About this task: When you reach the line in the data below that contains "filename src/app/cli.rs", please start repeating lines exactly, and stop after the line that contains "pub struct Args", repeating nothing else.
Record extracts START
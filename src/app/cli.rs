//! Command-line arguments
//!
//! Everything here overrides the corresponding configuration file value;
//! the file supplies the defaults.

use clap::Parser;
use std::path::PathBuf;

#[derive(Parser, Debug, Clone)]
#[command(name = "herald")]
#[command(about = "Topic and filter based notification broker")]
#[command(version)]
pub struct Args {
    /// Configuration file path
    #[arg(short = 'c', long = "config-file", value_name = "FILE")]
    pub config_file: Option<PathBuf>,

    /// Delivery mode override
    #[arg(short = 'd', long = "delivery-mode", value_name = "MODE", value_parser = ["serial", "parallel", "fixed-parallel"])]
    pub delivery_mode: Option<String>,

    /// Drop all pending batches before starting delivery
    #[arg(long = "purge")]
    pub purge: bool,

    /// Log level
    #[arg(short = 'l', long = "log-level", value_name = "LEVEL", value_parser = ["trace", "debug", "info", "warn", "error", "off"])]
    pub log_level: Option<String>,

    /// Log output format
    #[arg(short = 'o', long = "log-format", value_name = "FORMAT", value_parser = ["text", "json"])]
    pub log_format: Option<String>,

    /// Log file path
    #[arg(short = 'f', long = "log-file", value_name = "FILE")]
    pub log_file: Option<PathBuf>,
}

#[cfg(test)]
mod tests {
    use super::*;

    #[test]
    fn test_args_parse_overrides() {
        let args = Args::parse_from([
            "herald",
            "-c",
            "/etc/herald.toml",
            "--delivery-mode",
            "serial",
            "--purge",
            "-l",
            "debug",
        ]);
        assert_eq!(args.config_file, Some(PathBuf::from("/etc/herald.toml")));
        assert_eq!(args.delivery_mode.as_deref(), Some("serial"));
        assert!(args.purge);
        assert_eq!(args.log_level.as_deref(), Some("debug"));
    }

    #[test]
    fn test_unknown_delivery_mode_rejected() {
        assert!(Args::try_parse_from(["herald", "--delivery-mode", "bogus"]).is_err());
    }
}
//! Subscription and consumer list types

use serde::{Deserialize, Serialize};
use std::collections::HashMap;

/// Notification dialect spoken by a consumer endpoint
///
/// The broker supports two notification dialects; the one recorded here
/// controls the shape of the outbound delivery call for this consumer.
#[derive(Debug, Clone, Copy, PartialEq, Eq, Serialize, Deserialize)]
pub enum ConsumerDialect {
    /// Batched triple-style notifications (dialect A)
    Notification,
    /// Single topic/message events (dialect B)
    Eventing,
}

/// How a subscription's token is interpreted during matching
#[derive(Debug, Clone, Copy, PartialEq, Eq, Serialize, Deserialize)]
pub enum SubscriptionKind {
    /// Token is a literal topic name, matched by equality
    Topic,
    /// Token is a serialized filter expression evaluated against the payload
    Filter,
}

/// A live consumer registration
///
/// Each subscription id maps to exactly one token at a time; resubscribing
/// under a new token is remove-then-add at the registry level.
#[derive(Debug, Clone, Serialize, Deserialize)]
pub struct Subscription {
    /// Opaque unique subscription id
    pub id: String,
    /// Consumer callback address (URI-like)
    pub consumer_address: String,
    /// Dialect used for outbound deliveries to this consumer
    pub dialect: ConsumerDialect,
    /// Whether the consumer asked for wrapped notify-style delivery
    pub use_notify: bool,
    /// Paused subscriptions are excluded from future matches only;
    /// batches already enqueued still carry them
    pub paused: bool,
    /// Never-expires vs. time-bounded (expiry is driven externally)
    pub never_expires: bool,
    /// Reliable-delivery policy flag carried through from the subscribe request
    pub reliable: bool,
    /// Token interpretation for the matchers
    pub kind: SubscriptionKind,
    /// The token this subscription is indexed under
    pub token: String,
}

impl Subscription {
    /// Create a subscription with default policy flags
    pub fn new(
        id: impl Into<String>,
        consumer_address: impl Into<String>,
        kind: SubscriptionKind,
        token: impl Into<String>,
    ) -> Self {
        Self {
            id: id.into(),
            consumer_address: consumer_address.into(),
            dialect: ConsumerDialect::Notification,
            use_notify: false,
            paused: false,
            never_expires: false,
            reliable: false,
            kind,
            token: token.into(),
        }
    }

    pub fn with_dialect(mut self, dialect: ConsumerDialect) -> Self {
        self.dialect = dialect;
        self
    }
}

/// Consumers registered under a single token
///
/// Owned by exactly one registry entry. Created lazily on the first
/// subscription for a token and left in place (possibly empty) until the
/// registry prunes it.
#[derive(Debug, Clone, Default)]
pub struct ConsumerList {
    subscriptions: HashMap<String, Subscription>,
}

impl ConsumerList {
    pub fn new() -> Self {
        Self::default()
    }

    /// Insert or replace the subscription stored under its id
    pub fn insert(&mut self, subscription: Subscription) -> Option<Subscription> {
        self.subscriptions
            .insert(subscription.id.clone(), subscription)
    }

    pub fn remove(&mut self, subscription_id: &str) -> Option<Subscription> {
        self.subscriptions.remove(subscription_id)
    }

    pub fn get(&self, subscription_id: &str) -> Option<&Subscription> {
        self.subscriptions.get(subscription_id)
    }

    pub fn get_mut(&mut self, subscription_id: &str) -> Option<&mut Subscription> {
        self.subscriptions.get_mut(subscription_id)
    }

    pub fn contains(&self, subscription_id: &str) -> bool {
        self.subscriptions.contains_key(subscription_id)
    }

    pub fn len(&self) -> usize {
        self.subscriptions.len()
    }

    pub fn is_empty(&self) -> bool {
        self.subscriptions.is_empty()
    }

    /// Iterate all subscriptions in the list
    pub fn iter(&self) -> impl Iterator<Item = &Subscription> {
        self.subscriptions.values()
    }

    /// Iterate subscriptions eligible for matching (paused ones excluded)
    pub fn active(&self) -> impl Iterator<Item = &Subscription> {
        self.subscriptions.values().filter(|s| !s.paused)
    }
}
Record extracts END
Record extracts START
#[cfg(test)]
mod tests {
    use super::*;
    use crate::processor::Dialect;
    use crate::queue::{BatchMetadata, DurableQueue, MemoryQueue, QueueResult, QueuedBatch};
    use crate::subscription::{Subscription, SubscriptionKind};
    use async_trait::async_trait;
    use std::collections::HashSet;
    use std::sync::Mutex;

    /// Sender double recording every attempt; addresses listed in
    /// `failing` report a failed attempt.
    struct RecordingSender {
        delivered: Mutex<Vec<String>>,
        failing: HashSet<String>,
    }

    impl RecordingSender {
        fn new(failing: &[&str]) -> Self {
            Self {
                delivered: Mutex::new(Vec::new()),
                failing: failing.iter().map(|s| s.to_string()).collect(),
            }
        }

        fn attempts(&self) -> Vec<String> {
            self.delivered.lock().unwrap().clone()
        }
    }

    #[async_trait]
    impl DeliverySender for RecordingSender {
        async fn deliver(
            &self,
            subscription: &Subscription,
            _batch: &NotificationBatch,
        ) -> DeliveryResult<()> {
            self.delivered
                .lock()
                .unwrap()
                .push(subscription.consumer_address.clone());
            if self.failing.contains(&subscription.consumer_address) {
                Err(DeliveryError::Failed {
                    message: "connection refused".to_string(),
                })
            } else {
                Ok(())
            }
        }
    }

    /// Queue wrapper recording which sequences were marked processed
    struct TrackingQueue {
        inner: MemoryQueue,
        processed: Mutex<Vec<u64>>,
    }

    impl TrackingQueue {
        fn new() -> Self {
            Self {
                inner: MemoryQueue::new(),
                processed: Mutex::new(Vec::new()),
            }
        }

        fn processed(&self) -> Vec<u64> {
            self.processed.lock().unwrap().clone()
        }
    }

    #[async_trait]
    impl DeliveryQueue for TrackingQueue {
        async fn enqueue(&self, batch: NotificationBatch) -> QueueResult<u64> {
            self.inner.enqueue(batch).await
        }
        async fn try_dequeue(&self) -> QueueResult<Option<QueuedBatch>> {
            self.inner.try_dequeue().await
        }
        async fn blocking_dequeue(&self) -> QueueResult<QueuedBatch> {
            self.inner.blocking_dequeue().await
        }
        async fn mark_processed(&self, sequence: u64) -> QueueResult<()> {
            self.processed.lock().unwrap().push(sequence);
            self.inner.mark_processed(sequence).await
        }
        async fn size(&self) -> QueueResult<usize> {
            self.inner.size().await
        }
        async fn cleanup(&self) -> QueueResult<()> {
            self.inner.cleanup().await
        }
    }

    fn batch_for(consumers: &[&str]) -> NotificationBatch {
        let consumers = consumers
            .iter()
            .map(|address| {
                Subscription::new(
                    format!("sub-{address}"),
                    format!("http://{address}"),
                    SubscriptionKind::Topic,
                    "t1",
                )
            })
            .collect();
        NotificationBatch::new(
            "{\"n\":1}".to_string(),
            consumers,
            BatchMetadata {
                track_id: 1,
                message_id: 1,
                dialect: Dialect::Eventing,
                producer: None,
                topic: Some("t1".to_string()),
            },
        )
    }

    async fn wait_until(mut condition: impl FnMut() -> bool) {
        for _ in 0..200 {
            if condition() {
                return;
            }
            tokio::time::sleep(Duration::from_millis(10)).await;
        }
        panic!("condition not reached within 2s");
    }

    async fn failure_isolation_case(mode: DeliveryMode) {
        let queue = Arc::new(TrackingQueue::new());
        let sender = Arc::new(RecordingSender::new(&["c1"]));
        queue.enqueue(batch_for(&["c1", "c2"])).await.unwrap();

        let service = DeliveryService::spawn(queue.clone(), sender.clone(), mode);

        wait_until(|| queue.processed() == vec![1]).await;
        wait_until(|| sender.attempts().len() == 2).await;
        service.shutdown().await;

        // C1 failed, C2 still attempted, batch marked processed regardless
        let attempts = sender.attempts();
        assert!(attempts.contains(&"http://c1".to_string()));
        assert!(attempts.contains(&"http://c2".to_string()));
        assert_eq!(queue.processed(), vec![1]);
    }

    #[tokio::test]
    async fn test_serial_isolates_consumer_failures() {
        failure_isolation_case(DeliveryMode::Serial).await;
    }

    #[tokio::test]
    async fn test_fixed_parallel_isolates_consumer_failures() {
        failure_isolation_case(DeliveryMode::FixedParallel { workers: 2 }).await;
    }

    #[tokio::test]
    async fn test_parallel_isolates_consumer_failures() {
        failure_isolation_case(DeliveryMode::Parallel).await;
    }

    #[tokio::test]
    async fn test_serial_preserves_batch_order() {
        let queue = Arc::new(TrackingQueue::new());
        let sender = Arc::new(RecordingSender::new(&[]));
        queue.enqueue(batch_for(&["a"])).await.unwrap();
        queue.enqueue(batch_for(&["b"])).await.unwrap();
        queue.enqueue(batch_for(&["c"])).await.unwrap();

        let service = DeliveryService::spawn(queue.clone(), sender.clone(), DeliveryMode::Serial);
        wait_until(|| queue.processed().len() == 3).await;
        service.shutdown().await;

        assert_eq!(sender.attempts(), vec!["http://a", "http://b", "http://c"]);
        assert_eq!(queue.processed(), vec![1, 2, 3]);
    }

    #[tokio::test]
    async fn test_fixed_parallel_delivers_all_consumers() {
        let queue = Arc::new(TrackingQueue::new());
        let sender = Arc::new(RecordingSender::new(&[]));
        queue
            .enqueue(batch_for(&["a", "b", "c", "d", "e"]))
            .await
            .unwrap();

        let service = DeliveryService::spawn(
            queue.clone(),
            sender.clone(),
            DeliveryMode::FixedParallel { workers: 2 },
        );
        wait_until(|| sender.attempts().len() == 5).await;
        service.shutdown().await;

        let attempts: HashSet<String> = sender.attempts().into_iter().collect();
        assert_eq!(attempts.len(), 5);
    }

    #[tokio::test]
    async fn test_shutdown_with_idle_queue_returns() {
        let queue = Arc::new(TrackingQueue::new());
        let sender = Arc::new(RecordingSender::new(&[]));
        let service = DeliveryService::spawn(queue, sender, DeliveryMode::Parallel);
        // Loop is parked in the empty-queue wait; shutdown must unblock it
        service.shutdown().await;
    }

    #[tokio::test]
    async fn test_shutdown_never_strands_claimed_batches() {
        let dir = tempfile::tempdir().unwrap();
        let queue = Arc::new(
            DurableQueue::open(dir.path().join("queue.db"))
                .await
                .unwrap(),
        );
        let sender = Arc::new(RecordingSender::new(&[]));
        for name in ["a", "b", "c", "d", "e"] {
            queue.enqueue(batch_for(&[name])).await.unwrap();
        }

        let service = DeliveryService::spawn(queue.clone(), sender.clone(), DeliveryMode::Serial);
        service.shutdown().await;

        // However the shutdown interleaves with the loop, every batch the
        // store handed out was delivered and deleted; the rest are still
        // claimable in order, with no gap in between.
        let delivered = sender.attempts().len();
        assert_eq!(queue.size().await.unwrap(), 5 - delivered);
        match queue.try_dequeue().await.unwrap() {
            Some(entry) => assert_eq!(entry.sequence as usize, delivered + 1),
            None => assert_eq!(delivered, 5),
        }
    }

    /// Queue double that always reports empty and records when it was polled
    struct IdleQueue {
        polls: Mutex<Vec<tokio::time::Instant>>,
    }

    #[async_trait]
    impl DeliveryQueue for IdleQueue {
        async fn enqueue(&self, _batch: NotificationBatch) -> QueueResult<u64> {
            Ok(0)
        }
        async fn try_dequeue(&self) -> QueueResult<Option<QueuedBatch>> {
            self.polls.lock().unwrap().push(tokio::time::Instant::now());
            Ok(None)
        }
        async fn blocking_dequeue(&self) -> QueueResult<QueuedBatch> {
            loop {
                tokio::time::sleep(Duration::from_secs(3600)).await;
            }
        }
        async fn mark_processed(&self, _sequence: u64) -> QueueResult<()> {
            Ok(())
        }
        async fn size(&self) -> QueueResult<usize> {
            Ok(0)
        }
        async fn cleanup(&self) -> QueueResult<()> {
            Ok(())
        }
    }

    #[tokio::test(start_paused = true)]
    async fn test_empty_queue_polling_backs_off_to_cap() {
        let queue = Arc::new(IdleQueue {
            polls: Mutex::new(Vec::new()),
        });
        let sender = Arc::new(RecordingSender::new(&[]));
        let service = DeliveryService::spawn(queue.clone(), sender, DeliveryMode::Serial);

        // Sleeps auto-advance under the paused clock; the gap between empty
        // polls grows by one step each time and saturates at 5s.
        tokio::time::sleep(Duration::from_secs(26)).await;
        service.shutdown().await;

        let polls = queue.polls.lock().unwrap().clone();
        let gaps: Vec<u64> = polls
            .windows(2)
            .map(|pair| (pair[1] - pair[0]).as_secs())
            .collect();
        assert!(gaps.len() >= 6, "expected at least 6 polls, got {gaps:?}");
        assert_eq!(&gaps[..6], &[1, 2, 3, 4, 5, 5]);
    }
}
Record extracts END
Record extracts START
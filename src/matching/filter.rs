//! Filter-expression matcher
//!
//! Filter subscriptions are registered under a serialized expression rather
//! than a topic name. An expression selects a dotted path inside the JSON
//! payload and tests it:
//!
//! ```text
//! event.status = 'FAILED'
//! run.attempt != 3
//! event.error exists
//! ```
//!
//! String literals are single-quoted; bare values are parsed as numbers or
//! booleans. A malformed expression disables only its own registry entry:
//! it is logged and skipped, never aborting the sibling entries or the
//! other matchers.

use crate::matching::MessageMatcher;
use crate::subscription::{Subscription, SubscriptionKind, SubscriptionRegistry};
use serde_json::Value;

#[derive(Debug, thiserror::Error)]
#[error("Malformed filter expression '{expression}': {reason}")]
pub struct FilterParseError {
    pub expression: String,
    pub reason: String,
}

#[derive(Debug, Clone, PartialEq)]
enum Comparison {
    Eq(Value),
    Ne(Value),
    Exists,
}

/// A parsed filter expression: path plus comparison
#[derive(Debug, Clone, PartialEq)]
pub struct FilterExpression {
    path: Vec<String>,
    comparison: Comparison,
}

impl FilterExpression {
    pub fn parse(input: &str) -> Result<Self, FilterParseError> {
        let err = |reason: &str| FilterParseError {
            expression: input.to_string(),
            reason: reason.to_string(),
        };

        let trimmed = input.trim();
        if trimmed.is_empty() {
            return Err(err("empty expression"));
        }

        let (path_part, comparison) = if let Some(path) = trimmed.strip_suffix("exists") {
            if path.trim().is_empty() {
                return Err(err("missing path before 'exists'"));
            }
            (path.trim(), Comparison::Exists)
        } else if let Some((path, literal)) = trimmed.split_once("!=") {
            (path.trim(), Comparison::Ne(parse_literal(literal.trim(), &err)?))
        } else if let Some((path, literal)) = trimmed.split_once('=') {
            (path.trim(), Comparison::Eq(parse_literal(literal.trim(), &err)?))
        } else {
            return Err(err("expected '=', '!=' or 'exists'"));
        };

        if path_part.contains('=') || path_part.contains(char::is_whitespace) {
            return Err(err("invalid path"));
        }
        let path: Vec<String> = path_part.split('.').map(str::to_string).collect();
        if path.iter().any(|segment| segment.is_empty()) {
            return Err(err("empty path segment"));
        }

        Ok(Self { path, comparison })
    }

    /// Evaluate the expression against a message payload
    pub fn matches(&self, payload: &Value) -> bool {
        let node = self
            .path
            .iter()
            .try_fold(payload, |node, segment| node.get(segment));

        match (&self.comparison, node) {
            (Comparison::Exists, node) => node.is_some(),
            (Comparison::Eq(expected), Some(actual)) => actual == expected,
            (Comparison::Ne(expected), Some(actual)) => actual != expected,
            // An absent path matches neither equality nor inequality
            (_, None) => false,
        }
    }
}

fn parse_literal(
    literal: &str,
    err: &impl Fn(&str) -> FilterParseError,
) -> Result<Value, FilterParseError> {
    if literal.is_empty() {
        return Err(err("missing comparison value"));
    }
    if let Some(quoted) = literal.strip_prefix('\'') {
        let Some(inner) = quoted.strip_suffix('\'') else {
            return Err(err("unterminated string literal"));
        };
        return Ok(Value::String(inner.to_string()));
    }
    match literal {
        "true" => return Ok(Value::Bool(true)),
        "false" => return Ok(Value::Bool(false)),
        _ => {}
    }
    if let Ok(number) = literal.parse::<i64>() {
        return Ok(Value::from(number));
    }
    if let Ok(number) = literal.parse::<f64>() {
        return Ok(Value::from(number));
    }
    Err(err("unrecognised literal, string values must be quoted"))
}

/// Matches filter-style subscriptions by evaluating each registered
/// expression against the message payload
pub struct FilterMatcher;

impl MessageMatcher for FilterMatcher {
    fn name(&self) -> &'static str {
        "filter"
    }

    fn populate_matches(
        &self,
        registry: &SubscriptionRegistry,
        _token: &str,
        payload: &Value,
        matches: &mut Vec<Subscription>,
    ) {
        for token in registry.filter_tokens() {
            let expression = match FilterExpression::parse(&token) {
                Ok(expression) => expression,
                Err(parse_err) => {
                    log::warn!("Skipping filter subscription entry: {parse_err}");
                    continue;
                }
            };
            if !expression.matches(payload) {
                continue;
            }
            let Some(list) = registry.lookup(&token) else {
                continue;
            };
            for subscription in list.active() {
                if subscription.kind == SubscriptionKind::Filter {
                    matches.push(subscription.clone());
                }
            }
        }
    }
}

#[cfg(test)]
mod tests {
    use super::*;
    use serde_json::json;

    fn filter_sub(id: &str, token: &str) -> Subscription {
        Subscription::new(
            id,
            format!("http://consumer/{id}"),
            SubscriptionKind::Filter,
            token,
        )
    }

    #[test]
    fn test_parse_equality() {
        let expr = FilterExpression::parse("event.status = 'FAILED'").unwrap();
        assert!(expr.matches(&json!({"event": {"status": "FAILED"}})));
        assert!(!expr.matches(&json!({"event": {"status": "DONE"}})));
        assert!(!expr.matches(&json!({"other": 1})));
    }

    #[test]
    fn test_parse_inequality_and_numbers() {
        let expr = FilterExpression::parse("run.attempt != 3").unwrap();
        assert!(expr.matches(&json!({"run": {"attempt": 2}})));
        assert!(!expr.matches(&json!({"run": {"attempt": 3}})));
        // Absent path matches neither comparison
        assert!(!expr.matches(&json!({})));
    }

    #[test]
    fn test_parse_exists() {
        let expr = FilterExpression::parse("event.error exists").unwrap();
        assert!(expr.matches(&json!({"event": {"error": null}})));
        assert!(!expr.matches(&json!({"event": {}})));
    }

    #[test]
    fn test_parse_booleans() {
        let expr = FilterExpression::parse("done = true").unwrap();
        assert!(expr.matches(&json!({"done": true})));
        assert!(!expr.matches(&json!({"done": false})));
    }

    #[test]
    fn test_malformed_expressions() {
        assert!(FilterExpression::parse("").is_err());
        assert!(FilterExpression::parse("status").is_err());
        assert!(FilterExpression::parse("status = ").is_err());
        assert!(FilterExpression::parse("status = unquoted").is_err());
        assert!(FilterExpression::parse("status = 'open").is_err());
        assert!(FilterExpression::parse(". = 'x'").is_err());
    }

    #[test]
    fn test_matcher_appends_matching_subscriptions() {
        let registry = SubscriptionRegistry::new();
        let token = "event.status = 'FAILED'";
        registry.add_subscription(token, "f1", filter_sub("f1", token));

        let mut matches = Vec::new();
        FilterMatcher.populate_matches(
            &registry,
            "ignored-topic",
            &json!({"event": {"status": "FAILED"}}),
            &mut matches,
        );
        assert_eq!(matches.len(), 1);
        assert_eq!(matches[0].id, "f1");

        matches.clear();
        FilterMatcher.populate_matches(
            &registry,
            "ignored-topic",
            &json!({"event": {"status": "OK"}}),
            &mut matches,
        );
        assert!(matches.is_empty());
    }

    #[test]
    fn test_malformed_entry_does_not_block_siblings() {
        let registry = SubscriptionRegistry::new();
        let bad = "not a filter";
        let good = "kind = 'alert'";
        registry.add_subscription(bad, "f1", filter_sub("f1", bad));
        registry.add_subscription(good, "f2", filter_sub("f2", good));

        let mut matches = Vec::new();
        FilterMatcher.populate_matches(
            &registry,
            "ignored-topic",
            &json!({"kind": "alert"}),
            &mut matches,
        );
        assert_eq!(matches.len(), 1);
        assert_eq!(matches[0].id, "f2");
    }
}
Record extracts END
Exercise output:
filename src/app/cli.rs
//! Command-line arguments
//!
//! Everything here overrides the corresponding configuration file value;
//! the file supplies the defaults.

use clap::Parser;
use std::path::PathBuf;

#[derive(Parser, Debug, Clone)]
#[command(name = "herald")]
#[command(about = "Topic and filter based notification broker")]
#[command(version)]
pub struct Args {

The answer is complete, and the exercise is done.